Sister! “Bend over backwards and tolerate,” said Dr Bilal Philips, the Canadian ‘Ilmveriya’ of Jamaican origin last Friday afternoon over ‘Atoll Radio’ – the Islamic FM station. He was responding to a woman who called to get advice on how to deal with her husband’s ‘cold’ first wife.

“You know how you would feel when your husband takes another wife,” he counseled. So “scrape at the bottom of the barrel” to get into good terms with her. Though, he added, it is the responsibility of the husband to get her relatives “to calm her down.”

The past week we heard the two converts – Dr Philips and the UK-born Brother Abdulraheem Green raise awareness and make recommendations to the Maldivians. They were brought by the Islamic NGO, ‘Jamiyyathulsalaf’ under the program ‘The Call 2010’ as part of their jihad to establish in Maldives what they consider an Islamic state.

‘Ilmverin’ is a term heard extremely rarely in the past. But now, it is a term that the religious factions commonly use in the Maldives to refer to the bearers of all knowledge, and maintain expert authority.

A Sheikh, a title acquired when a person achieves a first degree in Islamic Studies from an Islamic University, also becomes an Ilmveriya. They suggest that ‘Ilm’ or intellect cannot be limited to one area of knowledge such as economics, medicine or law. But Ilm comprises all knowledge and that can only be derived from Quruan and Hadhith – the foundation of all truths. The Ilmverin understand the total meaning and context of Quruan and Hadith and are therefore the true intellectuals. Thus, the unlimited knowledge of the Ilmverin enables them to inform and advise the public on any area, be it midwifery or state governance, as requested.

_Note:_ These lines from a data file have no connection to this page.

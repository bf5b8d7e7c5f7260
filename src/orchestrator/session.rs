//! Flash session service: one active session per device transport.

use std::collections::HashMap;
use std::sync::{Arc, Mutex, MutexGuard};

use tokio::sync::{mpsc, watch};
use tokio::task::JoinHandle;
use uuid::Uuid;

use crate::error::SessionError;
use crate::models::{DeviceHandle, SessionReport};

use super::{FlashEvent, FlashOrchestrator, FlashRequest};

struct ActiveSession {
    transport: String,
    cancel_tx: watch::Sender<bool>,
}

type ActiveMap = Arc<Mutex<HashMap<Uuid, ActiveSession>>>;

fn lock(active: &Mutex<HashMap<Uuid, ActiveSession>>) -> MutexGuard<'_, HashMap<Uuid, ActiveSession>> {
    active.lock().unwrap_or_else(|poisoned| poisoned.into_inner())
}

/// Releases a session's transport when its task ends, including by panic or abort.
struct Registration {
    active: ActiveMap,
    id: Uuid,
}

impl Drop for Registration {
    fn drop(&mut self) {
        lock(&self.active).remove(&self.id);
    }
}

/// A running session: its id, event stream and final report.
pub struct SessionHandle {
    pub id: Uuid,
    events: Option<mpsc::UnboundedReceiver<FlashEvent>>,
    join: JoinHandle<SessionReport>,
}

impl SessionHandle {
    /// Take the event stream; only the first call gets it.
    pub fn take_events(&mut self) -> Option<mpsc::UnboundedReceiver<FlashEvent>> {
        self.events.take()
    }

    /// Wait for the session to end.
    pub async fn wait(self) -> SessionReport {
        match self.join.await {
            Ok(report) => report,
            Err(e) => {
                log::error!("[Flash] Session {} task aborted: {}", self.id.simple(), e);
                let mut report = SessionReport::new(self.id);
                report.error = Some(format!("session task aborted: {}", e));
                report
            }
        }
    }
}

/// Starts, tracks and cancels flash sessions.
#[derive(Clone)]
pub struct FlashService {
    orchestrator: Arc<FlashOrchestrator>,
    active: ActiveMap,
}

impl FlashService {
    pub fn new(orchestrator: FlashOrchestrator) -> Self {
        FlashService {
            orchestrator: Arc::new(orchestrator),
            active: Arc::new(Mutex::new(HashMap::new())),
        }
    }

    pub fn orchestrator(&self) -> &FlashOrchestrator {
        &self.orchestrator
    }

    /// Start a session on the current tokio runtime.
    ///
    /// Fails with `DeviceBusy` while another session holds the same transport.
    pub fn start_flash(&self, request: FlashRequest) -> Result<SessionHandle, SessionError> {
        let transport = request.device.transport_key();
        let id = Uuid::new_v4();
        let (cancel_tx, cancel_rx) = watch::channel(false);
        {
            let mut active = lock(&self.active);
            if active.values().any(|s| s.transport == transport) {
                log::warn!("[Flash] Refusing second session on {}", transport);
                return Err(SessionError::DeviceBusy(request.device.id.clone()));
            }
            active.insert(
                id,
                ActiveSession {
                    transport: transport.clone(),
                    cancel_tx,
                },
            );
        }

        let (events_tx, events_rx) = mpsc::unbounded_channel();
        let orchestrator = Arc::clone(&self.orchestrator);
        let registration = Registration {
            active: Arc::clone(&self.active),
            id,
        };
        let join = tokio::spawn(async move {
            let _registration = registration;
            orchestrator.run(id, request, cancel_rx, events_tx).await
        });

        log::info!("[Flash] Session {} registered on {}", id.simple(), transport);
        Ok(SessionHandle {
            id,
            events: Some(events_rx),
            join,
        })
    }

    /// Request cancellation; the running tool is killed and no further
    /// partitions are attempted.
    pub fn cancel(&self, id: Uuid) -> Result<(), SessionError> {
        let active = lock(&self.active);
        let session = active
            .get(&id)
            .ok_or_else(|| SessionError::UnknownSession(id.to_string()))?;
        log::warn!("[Flash] Cancel requested for session {}", id.simple());
        session.cancel_tx.send_replace(true);
        Ok(())
    }

    /// Cancel every active session (e.g. on Ctrl-C).
    pub fn cancel_all(&self) -> usize {
        let active = lock(&self.active);
        for session in active.values() {
            session.cancel_tx.send_replace(true);
        }
        active.len()
    }

    pub fn active_sessions(&self) -> Vec<Uuid> {
        lock(&self.active).keys().copied().collect()
    }

    pub fn is_busy(&self, device: &DeviceHandle) -> bool {
        let transport = device.transport_key();
        lock(&self.active).values().any(|s| s.transport == transport)
    }
}

#[cfg(all(test, unix))]
mod tests {
    use super::*;
    use crate::config::Settings;
    use crate::models::{SessionStatus, ToolHandle, ToolKind};
    use crate::orchestrator::{manual_entry, FlashPlan};
    use crate::tools::ToolResolver;
    use crate::vendor::Vendor;
    use std::fs;
    use std::path::Path;
    use std::time::Duration;
    use tempfile::TempDir;

    fn service(temp: &TempDir) -> FlashService {
        let settings = Settings {
            tools_dir: temp.path().join("tools"),
            loaders_dir: temp.path().join("loaders"),
            scratch_root: temp.path().join("scratch"),
            ..Settings::default()
        };
        let resolver = Arc::new(ToolResolver::new(settings.clone()).unwrap().with_search_dirs(vec![]));
        FlashService::new(FlashOrchestrator::new(settings, resolver))
    }

    fn slow_tool(dir: &Path, name: &str) -> ToolHandle {
        let script = dir.join(format!("slow-mtk-{}", name.replace(':', "_")));
        fs::write(&script, "sleep 30\n").unwrap();
        let mut handle = ToolHandle::executable(ToolKind::MtkClient, &script);
        handle.interpreter = Some("/bin/sh".into());
        handle
    }

    fn request(temp: &TempDir, device_id: &str) -> FlashRequest {
        let image = temp.path().join(format!("boot-{}.img", device_id.replace(':', "_")));
        fs::write(&image, b"img").unwrap();
        let plan = FlashPlan::new(vec![manual_entry("boot", &image)], true).unwrap();
        FlashRequest::plan(DeviceHandle::new(device_id, Vendor::MediaTek), plan)
            .with_tool(slow_tool(temp.path(), device_id))
            .without_reboot()
    }

    #[tokio::test]
    async fn test_second_session_on_same_device_is_busy() {
        let temp = TempDir::new().unwrap();
        let service = service(&temp);
        let first = service.start_flash(request(&temp, "usb:1-1")).unwrap();

        let second = service.start_flash(request(&temp, "usb:1-1"));
        assert!(matches!(second, Err(SessionError::DeviceBusy(_))));
        let other = service.start_flash(request(&temp, "usb:1-2")).unwrap();

        service.cancel_all();
        assert_eq!(first.wait().await.status, SessionStatus::Cancelled);
        assert_eq!(other.wait().await.status, SessionStatus::Cancelled);
        assert!(service.active_sessions().is_empty());
    }

    #[tokio::test]
    async fn test_cancel_running_session() {
        let temp = TempDir::new().unwrap();
        let service = service(&temp);
        let handle = service.start_flash(request(&temp, "usb:3-1")).unwrap();
        tokio::time::sleep(Duration::from_millis(200)).await;

        service.cancel(handle.id).unwrap();
        let report = tokio::time::timeout(Duration::from_secs(10), handle.wait())
            .await
            .expect("cancel must end the session promptly");
        assert_eq!(report.status, SessionStatus::Cancelled);
        assert_eq!(report.partitions.len(), 1);
        assert_eq!(report.rebooted, None);
    }

    #[tokio::test]
    async fn test_aborted_task_releases_device() {
        let temp = TempDir::new().unwrap();
        let service = service(&temp);
        let handle = service.start_flash(request(&temp, "usb:6-1")).unwrap();
        tokio::time::sleep(Duration::from_millis(100)).await;

        handle.join.abort();
        let report = handle.wait().await;
        assert_eq!(report.status, SessionStatus::Failed);
        assert!(report.error.unwrap().contains("aborted"));

        let device = DeviceHandle::new("usb:6-1", Vendor::MediaTek);
        assert!(!service.is_busy(&device));
        let again = service.start_flash(request(&temp, "usb:6-1")).unwrap();
        service.cancel_all();
        assert_eq!(again.wait().await.status, SessionStatus::Cancelled);
    }

    #[tokio::test]
    async fn test_cancel_unknown_session() {
        let temp = TempDir::new().unwrap();
        let service = service(&temp);
        assert!(matches!(
            service.cancel(Uuid::new_v4()),
            Err(SessionError::UnknownSession(_))
        ));
    }
}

The religious factions claim that Maldivian society is “so much out of order”. And in the midst of the social and political challenges there is an immense move by them to bring the Ilmverin to the public’s attention as the saviors of the nation’s future.

The Ilmverin seemingly has the answers for all the social and political illnesses the Maldives face. Hence, it has become “the moral duty” of the religious factions to get the Ilmverin to put the country back on the right path to bring safety and prosperity for the entire population.

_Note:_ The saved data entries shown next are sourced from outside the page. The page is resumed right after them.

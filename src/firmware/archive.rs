//! Archive unpacking shared by the firmware extractor and the tool installer.
//!
//! Every unpacked path is checked against the destination so a crafted entry
//! (`../../etc/passwd`) cannot write outside it.

use std::fs::{self, File};
use std::io::{self, BufReader, Read};
use std::path::{Path, PathBuf};

use flate2::read::GzDecoder;

use crate::error::ExtractError;

/// Container formats recognized by content sniffing.
#[derive(Debug, Clone, Copy, PartialEq, Eq)]
pub enum ArchiveKind {
    Zip,
    Tar,
    TarGz,
}

const ZIP_MAGIC: &[u8] = b"PK\x03\x04";
const GZIP_MAGIC: &[u8] = &[0x1f, 0x8b];
const USTAR_OFFSET: usize = 257;

/// Detect the archive format from the file header; `None` for anything else.
pub fn sniff(path: &Path) -> io::Result<Option<ArchiveKind>> {
    let mut header = [0u8; 512];
    let mut file = File::open(path)?;
    let mut read = 0;
    while read < header.len() {
        let n = file.read(&mut header[read..])?;
        if n == 0 {
            break;
        }
        read += n;
    }
    let header = &header[..read];

    if header.starts_with(ZIP_MAGIC) {
        return Ok(Some(ArchiveKind::Zip));
    }
    if header.starts_with(GZIP_MAGIC) {
        return Ok(Some(ArchiveKind::TarGz));
    }
    if header.len() >= USTAR_OFFSET + 5 && &header[USTAR_OFFSET..USTAR_OFFSET + 5] == b"ustar" {
        return Ok(Some(ArchiveKind::Tar));
    }
    Ok(None)
}

/// Unpack any supported archive into `dest`, returning the files written.
pub fn unpack(path: &Path, dest: &Path) -> Result<Vec<PathBuf>, ExtractError> {
    match sniff(path)? {
        Some(ArchiveKind::Zip) => unpack_zip(path, dest),
        Some(ArchiveKind::Tar) => unpack_tar(File::open(path)?, dest),
        Some(ArchiveKind::TarGz) => unpack_tar(GzDecoder::new(File::open(path)?), dest),
        None => Err(ExtractError::Unsupported(path.display().to_string())),
    }
}

/// Extract every entry of a zip archive into `dest`.
pub fn unpack_zip(path: &Path, dest: &Path) -> Result<Vec<PathBuf>, ExtractError> {
    let file = File::open(path)?;
    let mut archive = zip::ZipArchive::new(file)?;
    let mut written = Vec::new();
    fs::create_dir_all(dest)?;

    for i in 0..archive.len() {
        let mut entry = archive.by_index(i)?;
        let relative = entry
            .enclosed_name()
            .map(Path::to_path_buf)
            .ok_or_else(|| ExtractError::UnsafePath(entry.name().to_string()))?;
        let out_path = dest.join(&relative);

        if entry.is_dir() {
            fs::create_dir_all(&out_path)?;
            continue;
        }

        if let Some(parent) = out_path.parent() {
            fs::create_dir_all(parent)?;
        }
        let mut out = File::create(&out_path)?;
        io::copy(&mut entry, &mut out)?;

        #[cfg(unix)]
        {
            use std::os::unix::fs::PermissionsExt;
            if let Some(mode) = entry.unix_mode() {
                fs::set_permissions(&out_path, fs::Permissions::from_mode(mode & 0o777))?;
            }
        }

        written.push(out_path);
    }

    Ok(written)
}

/// Extract every regular file of a tar stream into `dest`.
///
/// Trailing bytes after the end-of-archive blocks (the checksum Samsung
/// appends to `.tar.md5`) are ignored.
pub fn unpack_tar<R: Read>(reader: R, dest: &Path) -> Result<Vec<PathBuf>, ExtractError> {
    let mut archive = tar::Archive::new(reader);
    let mut written = Vec::new();
    fs::create_dir_all(dest)?;

    for entry in archive.entries()? {
        let mut entry = entry?;
        let relative = entry.path()?.to_path_buf();
        let is_file = entry.header().entry_type().is_file();

        if !entry.unpack_in(dest)? {
            return Err(ExtractError::UnsafePath(relative.display().to_string()));
        }
        if is_file {
            written.push(dest.join(relative));
        }
    }

    Ok(written)
}

/// Whether a file is an LZ4 frame by name (`boot.img.lz4`).
pub fn is_lz4(path: &Path) -> bool {
    path.extension()
        .map(|ext| ext.eq_ignore_ascii_case("lz4"))
        .unwrap_or(false)
}

/// Decompress an LZ4 frame file into `dest_dir`, dropping the `.lz4` suffix.
///
/// Samsung ships most AP images LZ4-compressed and the flash tools write
/// their input verbatim, so images must be inflated before flashing. The
/// compressed file is removed only when it already lives in `dest_dir`.
pub fn decompress_lz4(path: &Path, dest_dir: &Path) -> Result<PathBuf, ExtractError> {
    let plain_name = path
        .file_stem()
        .ok_or_else(|| ExtractError::Unsupported(path.display().to_string()))?;
    fs::create_dir_all(dest_dir)?;
    let out_path = dest_dir.join(plain_name);

    let mut decoder = lz4_flex::frame::FrameDecoder::new(BufReader::new(File::open(path)?));
    let mut out = File::create(&out_path)?;
    if let Err(e) = io::copy(&mut decoder, &mut out) {
        drop(out);
        let _ = fs::remove_file(&out_path);
        return Err(ExtractError::Decompress {
            file: path.display().to_string(),
            reason: e.to_string(),
        });
    }

    if path.parent() == Some(dest_dir) {
        fs::remove_file(path)?;
    }
    Ok(out_path)
}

So on the Friday program another woman phoned in. This time she went on tearfully saying she cannot deal with her situation when she found out her husband and the father of her children was about to get married to another woman.

“You love him,” Dr Philips encouraged soothingly. “Do you want [in spite of] your love for your husband [for him] to commit a sin… [When it’s in your hands to legalise his relationship]?”

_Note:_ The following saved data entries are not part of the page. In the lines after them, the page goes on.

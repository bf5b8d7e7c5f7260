//! Partition table parsers: Samsung PIT, Qualcomm GPT dump, MediaTek scatter.
//!
//! Every parser is a pure text-to-model transform. Malformed lines are skipped,
//! never reported, because vendor tool output drifts between versions.

pub mod gpt;
pub mod pit;
pub mod scatter;

use crate::error::ParseError;
use crate::models::PartitionEntry;
use crate::vendor::Vendor;

/// Parse `raw` with the vendor's parser, signalling an empty result.
pub fn parse_table(vendor: Vendor, raw: &str) -> Result<Vec<PartitionEntry>, ParseError> {
    let entries = vendor.parse_table(raw);
    if entries.is_empty() {
        log::warn!("[Partition] {} parser found no partitions", vendor);
        return Err(ParseError::PartitionTableEmpty {
            vendor: vendor.to_string(),
        });
    }
    log::debug!("[Partition] {} parser found {} partitions", vendor, entries.len());
    Ok(entries)
}

/// Parse an unsigned number written either as `0x...` hex or decimal.
pub(crate) fn parse_number(value: &str) -> Option<u64> {
    let value = value.trim();
    if let Some(hex) = value
        .strip_prefix("0x")
        .or_else(|| value.strip_prefix("0X"))
    {
        u64::from_str_radix(hex, 16).ok()
    } else {
        value.parse::<u64>().ok()
    }
}

#[cfg(test)]
mod tests {
    use super::*;

    #[test]
    fn test_parse_number_hex_and_decimal() {
        assert_eq!(parse_number("0x40000"), Some(0x40000));
        assert_eq!(parse_number("0X1F"), Some(31));
        assert_eq!(parse_number(" 8192 "), Some(8192));
        assert_eq!(parse_number("0xZZ"), None);
        assert_eq!(parse_number("abc"), None);
    }

    #[test]
    fn test_parse_table_empty_signals_condition() {
        let result = parse_table(Vendor::Qualcomm, "nothing useful here\n");
        assert_eq!(
            result,
            Err(ParseError::PartitionTableEmpty {
                vendor: "Qualcomm".to_string()
            })
        );
    }
}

And yet another asked for Dr Philips’s verdict. This time she wanted to know whether in Heaven she would be granted her wish for her husband to love only her.

Dr Philips instantly drew her attention to human nature. And based on his all-encompassing knowledge he replied: “Men in their nature are to have more than one woman whereas the natural desire of a woman is to have one man to raise a family.”

If a certain group in the world argues that what could be regarded as “nature” of human being are only the biological needs such as to eat, to drink, to sleep, to have sex, etc, Dr Philips certainly did not believe so.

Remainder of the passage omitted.